Hackett and Brumbaugh didn’t cross paths at the university. That changed in the late ’80s when they were both employed at Booz Allen; he in management consulting, she in marketing. Their work relationship was strong — “he listened, which was different from other people,” she says — but eventually he left to form his own firm: The Hackett Group.
“It was always a little fantasy of mine if he ever got big enough and needed a marketing director, he’d ask me to come over,” Brumbaugh says. “And he did.”
Joining as vice president, she helped Hackett develop a worldwide reputation for the company.
“We built it to the point that we had the largest database of knowledge-worker best practices in the world,” he says. “More than 1,200 clients on every continent, including Antarctica.”
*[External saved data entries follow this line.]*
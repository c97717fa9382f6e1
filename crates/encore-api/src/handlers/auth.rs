//! Authentication API handlers
//!
//! Provides HTTP endpoints for registration, login, token rotation, logout,
//! and session revocation.
//!
//! Author: hephaex@gmail.com

use crate::audit::ClientContext;
use crate::auth::{
    AuthResponse, AuthenticatedUser, GoogleLoginRequest, LoginRequest, LogoutRequest,
    RefreshRequest, RegisterRequest, UserInfo,
};
use crate::error::AppError;
use crate::state::AppState;
use axum::{
    extract::{
        rejection::{JsonRejection, PathRejection},
        Path, State,
    },
    http::{HeaderMap, StatusCode},
    response::IntoResponse,
    Extension, Json,
};
use serde::{Deserialize, Serialize};
use std::sync::Arc;
use utoipa::ToSchema;
use uuid::Uuid;

/// Generic message response
#[derive(Debug, Serialize, Deserialize, ToSchema)]
pub struct MessageResponse {
    pub message: String,
}

/// Revoke-all response
#[derive(Debug, Serialize, Deserialize, ToSchema)]
pub struct RevokeAllResponse {
    /// Number of refresh tokens revoked
    pub revoked: u64,
}

/// Unwrap a JSON body, reporting malformed input as a validation error
fn json_body<T>(payload: Result<Json<T>, JsonRejection>) -> Result<T, AppError> {
    payload
        .map(|Json(body)| body)
        .map_err(|rejection| AppError::Validation(rejection.body_text()))
}

/// Register a new user account
///
/// Creates a password account and starts its first session.
///
/// # Request Body
///
/// * `email` - Valid email address (unique, case-insensitive)
/// * `password` - 8 to 72 characters
/// * `display_name` - 2 to 50 characters
///
/// # Responses
///
/// * `201 Created` - User registered, returns tokens
/// * `400 Bad Request` - Invalid input
/// * `409 Conflict` - Email already registered
/// * `500 Internal Server Error` - Server error
#[utoipa::path(
    post,
    path = "/api/v1/auth/register",
    tag = "auth",
    request_body = RegisterRequest,
    responses(
        (status = 201, description = "User registered successfully", body = AuthResponse),
        (status = 400, description = "Invalid input", body = crate::error::ApiError),
        (status = 409, description = "Email already registered", body = crate::error::ApiError),
        (status = 500, description = "Internal server error", body = crate::error::ApiError),
    )
)]
pub async fn register_handler(
    State(state): State<Arc<AppState>>,
    headers: HeaderMap,
    payload: Result<Json<RegisterRequest>, JsonRejection>,
) -> Result<impl IntoResponse, AppError> {
    let request = json_body(payload)?;
    let ctx = ClientContext::from_headers(&headers);
    let response = state.sessions.register(request, &ctx).await?;

    Ok((StatusCode::CREATED, Json(response)))
}

/// Login with email and password
///
/// # Responses
///
/// * `200 OK` - Authentication successful, returns tokens
/// * `401 Unauthorized` - Authentication failed
/// * `500 Internal Server Error` - Server error
#[utoipa::path(
    post,
    path = "/api/v1/auth/login",
    tag = "auth",
    request_body = LoginRequest,
    responses(
        (status = 200, description = "Login successful", body = AuthResponse),
        (status = 401, description = "Authentication failed", body = crate::error::ApiError),
        (status = 500, description = "Internal server error", body = crate::error::ApiError),
    )
)]
pub async fn login_handler(
    State(state): State<Arc<AppState>>,
    headers: HeaderMap,
    payload: Result<Json<LoginRequest>, JsonRejection>,
) -> Result<impl IntoResponse, AppError> {
    let request = json_body(payload)?;
    let ctx = ClientContext::from_headers(&headers);
    let response = state.sessions.login(request, &ctx).await?;

    Ok(Json(response))
}

/// Login with a Google ID token
///
/// Verifies the token against Google's published keys and the configured
/// client ID. A first-time Google user gets a new account.
#[utoipa::path(
    post,
    path = "/api/v1/auth/google",
    tag = "auth",
    request_body = GoogleLoginRequest,
    responses(
        (status = 200, description = "Login successful", body = AuthResponse),
        (status = 401, description = "Authentication failed", body = crate::error::ApiError),
        (status = 409, description = "Email registered with a password account", body = crate::error::ApiError),
        (status = 503, description = "Google sign-in not configured", body = crate::error::ApiError),
    )
)]
pub async fn google_login_handler(
    State(state): State<Arc<AppState>>,
    headers: HeaderMap,
    payload: Result<Json<GoogleLoginRequest>, JsonRejection>,
) -> Result<impl IntoResponse, AppError> {
    let request = json_body(payload)?;
    let ctx = ClientContext::from_headers(&headers);
    let response = state
        .sessions
        .login_with_identity(&request.id_token, &ctx)
        .await?;

    Ok(Json(response))
}

/// Refresh access token
///
/// Exchanges a valid refresh token for a new pair. The presented refresh
/// token is revoked and cannot be used again.
///
/// # Responses
///
/// * `200 OK` - New tokens issued
/// * `401 Unauthorized` - Invalid, expired, revoked, or reused refresh token
/// * `500 Internal Server Error` - Server error
#[utoipa::path(
    post,
    path = "/api/v1/auth/refresh",
    tag = "auth",
    request_body = RefreshRequest,
    responses(
        (status = 200, description = "Token refreshed successfully", body = AuthResponse),
        (status = 401, description = "Authentication failed", body = crate::error::ApiError),
        (status = 500, description = "Internal server error", body = crate::error::ApiError),
    )
)]
pub async fn refresh_handler(
    State(state): State<Arc<AppState>>,
    headers: HeaderMap,
    payload: Result<Json<RefreshRequest>, JsonRejection>,
) -> Result<impl IntoResponse, AppError> {
    let request = json_body(payload)?;
    let ctx = ClientContext::from_headers(&headers);
    let response = state.sessions.refresh(&request.refresh_token, &ctx).await?;

    Ok(Json(response))
}

/// Logout a session
///
/// Revokes the presented refresh token. The response is the same whether or
/// not the token was valid.
#[utoipa::path(
    post,
    path = "/api/v1/auth/logout",
    tag = "auth",
    request_body = LogoutRequest,
    responses(
        (status = 200, description = "Logout successful", body = MessageResponse),
        (status = 500, description = "Internal server error", body = crate::error::ApiError),
    )
)]
pub async fn logout_handler(
    State(state): State<Arc<AppState>>,
    headers: HeaderMap,
    payload: Result<Json<LogoutRequest>, JsonRejection>,
) -> Result<impl IntoResponse, AppError> {
    let request = json_body(payload)?;
    let ctx = ClientContext::from_headers(&headers);
    state.sessions.logout(&request.refresh_token, &ctx).await?;

    Ok(Json(MessageResponse {
        message: "Logged out successfully".to_string(),
    }))
}

/// Get current user profile
#[utoipa::path(
    get,
    path = "/api/v1/auth/me",
    tag = "auth",
    responses(
        (status = 200, description = "Current user profile", body = UserInfo),
        (status = 401, description = "Unauthorized", body = crate::error::ApiError),
    ),
    security(
        ("bearer_auth" = [])
    )
)]
pub async fn me_handler(
    State(state): State<Arc<AppState>>,
    Extension(user): Extension<AuthenticatedUser>,
) -> Result<impl IntoResponse, AppError> {
    let user_info = state.sessions.current_user(user.user_id).await?;

    Ok(Json(user_info))
}

/// Revoke every session of the current user
#[utoipa::path(
    post,
    path = "/api/v1/auth/revoke-all",
    tag = "auth",
    responses(
        (status = 200, description = "Sessions revoked", body = RevokeAllResponse),
        (status = 401, description = "Unauthorized", body = crate::error::ApiError),
    ),
    security(
        ("bearer_auth" = [])
    )
)]
pub async fn revoke_all_handler(
    State(state): State<Arc<AppState>>,
    Extension(user): Extension<AuthenticatedUser>,
) -> Result<impl IntoResponse, AppError> {
    let revoked = state.sessions.revoke_all(user.user_id, None).await?;

    Ok(Json(RevokeAllResponse { revoked }))
}

/// Revoke every session of another user (admin only)
#[utoipa::path(
    post,
    path = "/api/v1/admin/users/{id}/revoke-all",
    tag = "admin",
    params(
        ("id" = Uuid, Path, description = "User ID")
    ),
    responses(
        (status = 200, description = "Sessions revoked", body = RevokeAllResponse),
        (status = 401, description = "Unauthorized", body = crate::error::ApiError),
        (status = 403, description = "Admin role required", body = crate::error::ApiError),
    ),
    security(
        ("bearer_auth" = [])
    )
)]
pub async fn admin_revoke_all_handler(
    State(state): State<Arc<AppState>>,
    Extension(admin): Extension<AuthenticatedUser>,
    target: Result<Path<Uuid>, PathRejection>,
) -> Result<impl IntoResponse, AppError> {
    let Path(user_id) = target.map_err(|rejection| AppError::Validation(rejection.body_text()))?;
    let revoked = state
        .sessions
        .revoke_all(user_id, Some(admin.user_id))
        .await?;

    Ok(Json(RevokeAllResponse { revoked }))
}
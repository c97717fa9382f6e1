//! JWT token generation and validation
//!
//! Access and refresh tokens share one claim shape and differ in the `type`
//! discriminator, lifetime, and signing secret. A leaked access secret
//! cannot mint refresh tokens and vice versa.

use encore_core::AuthConfig;
use jsonwebtoken::{
    decode, encode, errors::ErrorKind, Algorithm, DecodingKey, EncodingKey, Header, Validation,
};
use serde::{Deserialize, Serialize};
use std::fmt;
use std::time::{SystemTime, UNIX_EPOCH};
use thiserror::Error;
use uuid::Uuid;

/// Latest `exp` we mint: 9999-12-31T23:59:59Z
pub const MAX_TIMESTAMP_SECS: u64 = 253_402_300_799;

/// Token kind carried in the `type` claim
#[derive(Debug, Clone, Copy, PartialEq, Eq, Serialize, Deserialize)]
#[serde(rename_all = "lowercase")]
pub enum TokenType {
    Access,
    Refresh,
}

impl fmt::Display for TokenType {
    fn fmt(&self, f: &mut fmt::Formatter<'_>) -> fmt::Result {
        match self {
            TokenType::Access => write!(f, "access"),
            TokenType::Refresh => write!(f, "refresh"),
        }
    }
}

/// JWT Claims structure shared by access and refresh tokens
#[derive(Debug, Clone, PartialEq, Eq, Serialize, Deserialize)]
pub struct Claims {
    /// Token issuer
    pub iss: String,
    /// Subject - user ID
    pub sub: String,
    /// JWT ID - joins a refresh token to its persisted record
    pub jti: String,
    /// Issued at timestamp (Unix epoch)
    pub iat: u64,
    /// Not before timestamp (Unix epoch)
    pub nbf: u64,
    /// Expiration timestamp (Unix epoch)
    pub exp: u64,
    /// User's email address
    pub email: String,
    /// User's roles at issue time
    pub roles: Vec<String>,
    /// Access or refresh
    #[serde(rename = "type")]
    pub token_type: TokenType,
}

impl Claims {
    /// Parse the subject as a user id
    pub fn user_id(&self) -> Result<Uuid, JwtError> {
        Uuid::parse_str(&self.sub).map_err(|_| JwtError::InvalidToken)
    }

    /// Check whether the claims list a role
    pub fn has_role(&self, role: &str) -> bool {
        self.roles.iter().any(|r| r == role)
    }
}

/// JWT token generation and validation errors
#[derive(Debug, Error)]
pub enum JwtError {
    #[error("Failed to encode JWT: {0}")]
    EncodingError(#[from] jsonwebtoken::errors::Error),

    #[error("Invalid token format")]
    InvalidToken,

    #[error("Token has expired")]
    ExpiredToken,

    #[error("Token is not valid yet")]
    ImmatureToken,

    #[error("Invalid token signature")]
    InvalidSignature,

    #[error("Unexpected token algorithm")]
    InvalidAlgorithm,

    #[error("Invalid token issuer")]
    InvalidIssuer,

    #[error("Expected {expected} token, got {actual}")]
    WrongTokenType {
        expected: TokenType,
        actual: TokenType,
    },

    #[error("Unsupported signing algorithm: {0}")]
    UnsupportedAlgorithm(String),

    #[error("Token lifetime of {0}s is out of range")]
    LifetimeOutOfRange(u64),

    #[error("System time error: {0}")]
    SystemTimeError(#[from] std::time::SystemTimeError),
}

/// JWT Configuration
///
/// Secrets are passed in explicitly; nothing here reads process globals
/// after construction.
#[derive(Clone)]
pub struct JwtConfig {
    /// Secret for access tokens
    pub access_secret: String,
    /// Secret for refresh tokens
    pub refresh_secret: String,
    /// HMAC algorithm; every other algorithm is rejected on verification
    pub algorithm: Algorithm,
    /// Token issuer identifier
    pub issuer: String,
    /// Access token lifetime in seconds (default: 900)
    pub access_ttl_secs: u64,
    /// Refresh token lifetime in seconds (default: 30 days)
    pub refresh_ttl_secs: u64,
    /// Clock skew allowance for exp/nbf
    pub leeway_secs: u64,
}

impl fmt::Debug for JwtConfig {
    fn fmt(&self, f: &mut fmt::Formatter<'_>) -> fmt::Result {
        f.debug_struct("JwtConfig")
            .field("algorithm", &self.algorithm)
            .field("issuer", &self.issuer)
            .field("access_ttl_secs", &self.access_ttl_secs)
            .field("refresh_ttl_secs", &self.refresh_ttl_secs)
            .field("leeway_secs", &self.leeway_secs)
            .finish_non_exhaustive()
    }
}

impl JwtConfig {
    /// Config with the given secrets and default lifetimes
    pub fn new(access_secret: impl Into<String>, refresh_secret: impl Into<String>) -> Self {
        let defaults = AuthConfig::default();
        Self {
            access_secret: access_secret.into(),
            refresh_secret: refresh_secret.into(),
            algorithm: Algorithm::HS256,
            issuer: defaults.issuer,
            access_ttl_secs: defaults.access_ttl_secs,
            refresh_ttl_secs: defaults.refresh_ttl_secs,
            leeway_secs: defaults.leeway_secs,
        }
    }

    /// Build from the application auth section
    pub fn from_auth_config(config: &AuthConfig) -> Result<Self, JwtError> {
        Ok(Self {
            access_secret: config.access_secret.clone(),
            refresh_secret: config.refresh_secret.clone(),
            algorithm: parse_hmac_algorithm(&config.algorithm)?,
            issuer: config.issuer.clone(),
            access_ttl_secs: config.access_ttl_secs,
            refresh_ttl_secs: config.refresh_ttl_secs,
            leeway_secs: config.leeway_secs,
        })
    }
}

/// Only HMAC algorithms are accepted for our own tokens
pub fn parse_hmac_algorithm(name: &str) -> Result<Algorithm, JwtError> {
    match name.trim().to_uppercase().as_str() {
        "HS256" => Ok(Algorithm::HS256),
        "HS384" => Ok(Algorithm::HS384),
        "HS512" => Ok(Algorithm::HS512),
        other => Err(JwtError::UnsupportedAlgorithm(other.to_string())),
    }
}

/// A freshly minted access/refresh pair
#[derive(Debug, Clone)]
pub struct IssuedPair {
    pub access_token: String,
    pub refresh_token: String,
    /// Access token lifetime in seconds
    pub expires_in: u64,
    pub access_claims: Claims,
    pub refresh_claims: Claims,
}

struct KeyPair {
    encoding: EncodingKey,
    decoding: DecodingKey,
}

impl KeyPair {
    fn from_secret(secret: &str) -> Self {
        Self {
            encoding: EncodingKey::from_secret(secret.as_bytes()),
            decoding: DecodingKey::from_secret(secret.as_bytes()),
        }
    }
}

/// Signs and verifies access and refresh tokens
pub struct TokenCodec {
    config: JwtConfig,
    access: KeyPair,
    refresh: KeyPair,
    validation: Validation,
    inspection: Validation,
}

impl fmt::Debug for TokenCodec {
    fn fmt(&self, f: &mut fmt::Formatter<'_>) -> fmt::Result {
        f.debug_struct("TokenCodec")
            .field("config", &self.config)
            .finish_non_exhaustive()
    }
}

impl TokenCodec {
    /// Create a codec from explicit configuration
    pub fn new(config: JwtConfig) -> Self {
        let mut validation = Validation::new(config.algorithm);
        validation.set_issuer(&[&config.issuer]);
        validation.set_required_spec_claims(&["exp", "nbf", "iss", "sub"]);
        validation.validate_exp = true;
        validation.validate_nbf = true;
        validation.leeway = config.leeway_secs;

        // Signature, algorithm and issuer only; used to read the jti of
        // refresh tokens that may already be expired
        let mut inspection = Validation::new(config.algorithm);
        inspection.set_issuer(&[&config.issuer]);
        inspection.set_required_spec_claims(&["iss", "sub"]);
        inspection.validate_exp = false;
        inspection.validate_nbf = false;

        Self {
            access: KeyPair::from_secret(&config.access_secret),
            refresh: KeyPair::from_secret(&config.refresh_secret),
            config,
            validation,
            inspection,
        }
    }

    /// Codec configuration
    pub fn config(&self) -> &JwtConfig {
        &self.config
    }

    /// Issue an access token and a refresh token for a user
    ///
    /// # Arguments
    ///
    /// * `user_id` - Subject of both tokens
    /// * `email` - Display claim
    /// * `roles` - Roles copied into both tokens
    ///
    /// # Returns
    ///
    /// * `Ok(IssuedPair)` - Encoded tokens plus the claims they carry
    /// * `Err(JwtError)` - If signing fails
    pub fn issue_pair(
        &self,
        user_id: Uuid,
        email: &str,
        roles: &[String],
    ) -> Result<IssuedPair, JwtError> {
        let now = SystemTime::now().duration_since(UNIX_EPOCH)?.as_secs();

        let access_claims = self.claims(TokenType::Access, user_id, email, roles, now)?;
        let refresh_claims = self.claims(TokenType::Refresh, user_id, email, roles, now)?;

        Ok(IssuedPair {
            access_token: self.sign(&access_claims)?,
            refresh_token: self.sign(&refresh_claims)?,
            expires_in: self.config.access_ttl_secs,
            access_claims,
            refresh_claims,
        })
    }

    /// Validate an access token and extract claims
    pub fn verify_access(&self, token: &str) -> Result<Claims, JwtError> {
        self.verify(token, TokenType::Access, &self.validation)
    }

    /// Validate a refresh token and extract claims
    pub fn verify_refresh(&self, token: &str) -> Result<Claims, JwtError> {
        self.verify(token, TokenType::Refresh, &self.validation)
    }

    /// Read a refresh token without checking exp/nbf
    ///
    /// Signature, algorithm, issuer and type are still enforced.
    pub fn inspect_refresh(&self, token: &str) -> Result<Claims, JwtError> {
        self.verify(token, TokenType::Refresh, &self.inspection)
    }

    fn claims(
        &self,
        token_type: TokenType,
        user_id: Uuid,
        email: &str,
        roles: &[String],
        now: u64,
    ) -> Result<Claims, JwtError> {
        let ttl = match token_type {
            TokenType::Access => self.config.access_ttl_secs,
            TokenType::Refresh => self.config.refresh_ttl_secs,
        };
        let exp = now
            .checked_add(ttl)
            .filter(|exp| *exp <= MAX_TIMESTAMP_SECS)
            .ok_or(JwtError::LifetimeOutOfRange(ttl))?;

        Ok(Claims {
            iss: self.config.issuer.clone(),
            sub: user_id.to_string(),
            jti: Uuid::new_v4().to_string(),
            iat: now,
            nbf: now,
            exp,
            email: email.to_string(),
            roles: roles.to_vec(),
            token_type,
        })
    }

    fn keys(&self, token_type: TokenType) -> &KeyPair {
        match token_type {
            TokenType::Access => &self.access,
            TokenType::Refresh => &self.refresh,
        }
    }

    fn sign(&self, claims: &Claims) -> Result<String, JwtError> {
        let token = encode(
            &Header::new(self.config.algorithm),
            claims,
            &self.keys(claims.token_type).encoding,
        )?;
        Ok(token)
    }

    fn verify(
        &self,
        token: &str,
        expected: TokenType,
        validation: &Validation,
    ) -> Result<Claims, JwtError> {
        let token_data = decode::<Claims>(token, &self.keys(expected).decoding, validation)
            .map_err(|e| match e.kind() {
                ErrorKind::ExpiredSignature => JwtError::ExpiredToken,
                ErrorKind::ImmatureSignature => JwtError::ImmatureToken,
                ErrorKind::InvalidSignature => JwtError::InvalidSignature,
                ErrorKind::InvalidAlgorithm => JwtError::InvalidAlgorithm,
                ErrorKind::InvalidIssuer => JwtError::InvalidIssuer,
                _ => JwtError::InvalidToken,
            })?;

        let claims = token_data.claims;
        if claims.token_type != expected {
            return Err(JwtError::WrongTokenType {
                expected,
                actual: claims.token_type,
            });
        }

        Ok(claims)
    }
}

/// Extract a token from an Authorization header value
///
/// Accepts `Bearer <token>` (scheme case-insensitive) or a bare token with
/// exactly two `.` separators and no whitespace.
pub fn extract_bearer_token(header: &str) -> Option<&str> {
    let parts: Vec<&str> = header.split_whitespace().collect();

    match parts.as_slice() {
        [scheme, token] if scheme.eq_ignore_ascii_case("bearer") => Some(*token),
        [token] if token.len() == header.len() && token.matches('.').count() == 2 => Some(*token),
        _ => None,
    }
}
By 1997, the firm was successful enough that Hackett sold it, allowing him to retire at age 45. But rather than resting on their laurels, the pair formed a new firm, MergerShop. They were married in 2004. Hackett also returned to Kent State as the Goodyear Executive Professor. For three years, he brought new ideas to the Exploring Business class, challenging students to think as they would in the real word and rewarding them with a “salary,” rather than a grade.
“Everyone said the kids today aren’t like they were,” Hackett says. “And the answer is: You’re right. They’re a lot further along than I was at that time. I was encouraged about their future.”
Reconnecting to the university brought the Centennial Campaign to their attention, and led to a discussion about how they could become involved.
“I love Kent State. It gave me a foundation and a start,” Hackett says. “So why not contribute back? We sat down and asked: What do we love about the university?”
The first answer was obvious: Porthouse Theatre, the summer home for the School of Theatre and Dance, where the couple often brings friends for an evening at one of the “gems of Northeast Ohio.” Their campaign gift is building a new entertainment pavilion, which will debut this summer.
The remainder of the $100,000 gift will support the construction of the health communications suite in the College of Communication and Information.
“Health care is one of the real economic engines of Northeast Ohio,” Brumbaugh says. “It can be world-class and exported to help shore up the economy of the region. This positions Kent State to be leading the discussion on health communications worldwide.”